**What the task asks**. The records, repeated exactly and in full, are the expected answer.

[Collected data entries]
·····
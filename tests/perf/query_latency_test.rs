use std::time::Instant;

use crate::model::CatalogEntry;
use crate::search::rank;

const STEMS: [&str; 12] = [
    "apple", "berry", "cherry", "date", "fig", "grape", "lemon", "mango", "melon", "peach",
    "plum", "quince",
];
const QUALIFIERS: [&str; 8] = [
    "wild", "golden", "dwarf", "winter", "sweet", "red", "black", "mountain",
];

fn p95_ms(samples: &mut [f64]) -> f64 {
    samples.sort_by(|a, b| a.partial_cmp(b).unwrap_or(std::cmp::Ordering::Equal));
    let last = samples.len().saturating_sub(1);
    let idx = ((last as f64) * 0.95).round() as usize;
    samples[idx.min(last)]
}

fn produce_catalog(size: usize) -> Vec<CatalogEntry> {
    (0..size)
        .map(|i| {
            let text = format!(
                "{} {} {}",
                QUALIFIERS[i % QUALIFIERS.len()],
                STEMS[(i / QUALIFIERS.len()) % STEMS.len()],
                i
            );
            CatalogEntry::weighted(text, (i % 17) as u32)
        })
        .collect()
}

#[test]
fn warm_catalog_rank_p95_under_15ms() {
    let entries = produce_catalog(20_000);
    let queries = ["gol", "mango", "swtchry", "red plum 1", "mntnqnc"];

    for query in queries {
        let _ = rank(&entries, query, 20);
    }

    let mut batch_p95 = Vec::with_capacity(5);
    for _ in 0..5 {
        let mut samples = Vec::with_capacity(80);
        for round in 0..80 {
            let query = queries[round % queries.len()];
            let start = Instant::now();
            let _ = rank(&entries, query, 20);
            samples.push(start.elapsed().as_secs_f64() * 1000.0);
        }
        batch_p95.push(p95_ms(&mut samples));
    }

    batch_p95.sort_by(|a, b| a.partial_cmp(b).unwrap_or(std::cmp::Ordering::Equal));
    let median_p95 = batch_p95[batch_p95.len() / 2];

    assert!(
        median_p95 <= 15.0,
        "median batch p95 too high: {median_p95:.3}ms (budget 15.0ms); batches={batch_p95:?}",
    );
}

#[test]
fn generated_catalog_puts_exact_word_matches_first() {
    let entries = produce_catalog(2_000);
    let results = rank(&entries, "mango", 5);
    assert_eq!(results.len(), 5);
    assert!(results.iter().all(|text| text.contains("mango")));
}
·····
**Written response**.
filename tests/perf/query_latency_test.rs
use std::time::Instant;

use crate::model::CatalogEntry;
use crate::search::rank;

const STEMS: [&str; 12] = [
    "apple", "berry", "cherry", "date", "fig", "grape", "lemon", "mango", "melon", "peach",
    "plum", "quince",
];
const QUALIFIERS: [&str; 8] = [
    "wild", "golden", "dwarf", "winter", "sweet", "red", "black", "mountain",
];

fn p95_ms(samples: &mut [f64]) -> f64 {
    samples.sort_by(|a, b| a.partial_cmp(b).unwrap_or(std::cmp::Ordering::Equal));
    let last = samples.len().saturating_sub(1);
    let idx = ((last as f64) * 0.95).round() as usize;
    samples[idx.min(last)]
}

fn produce_catalog(size: usize) -> Vec<CatalogEntry> {
    (0..size)
        .map(|i| {
            let text = format!(
                "{} {} {}",
                QUALIFIERS[i % QUALIFIERS.len()],
                STEMS[(i / QUALIFIERS.len()) % STEMS.len()],
                i
            );
            CatalogEntry::weighted(text, (i % 17) as u32)
        })
        .collect()
}

#[test]
fn warm_catalog_rank_p95_under_15ms() {
    let entries = produce_catalog(20_000);
    let queries = ["gol", "mango", "swtchry", "red plum 1", "mntnqnc"];

    for query in queries {
        let _ = rank(&entries, query, 20);
    }

    let mut batch_p95 = Vec::with_capacity(5);
    for _ in 0..5 {
        let mut samples = Vec::with_capacity(80);
        for round in 0..80 {
            let query = queries[round % queries.len()];
            let start = Instant::now();
            let _ = rank(&entries, query, 20);
            samples.push(start.elapsed().as_secs_f64() * 1000.0);
        }
        batch_p95.push(p95_ms(&mut samples));
    }

    batch_p95.sort_by(|a, b| a.partial_cmp(b).unwrap_or(std::cmp::Ordering::Equal));
    let median_p95 = batch_p95[batch_p95.len() / 2];

    assert!(
        median_p95 <= 15.0,
        "median batch p95 too high: {median_p95:.3}ms (budget 15.0ms); batches={batch_p95:?}",
    );
}

#[test]
fn generated_catalog_puts_exact_word_matches_first() {
    let entries = produce_catalog(2_000);
    let results = rank(&entries, "mango", 5);
    assert_eq!(results.len(), 5);
    assert!(results.iter().all(|text| text.contains("mango")));
}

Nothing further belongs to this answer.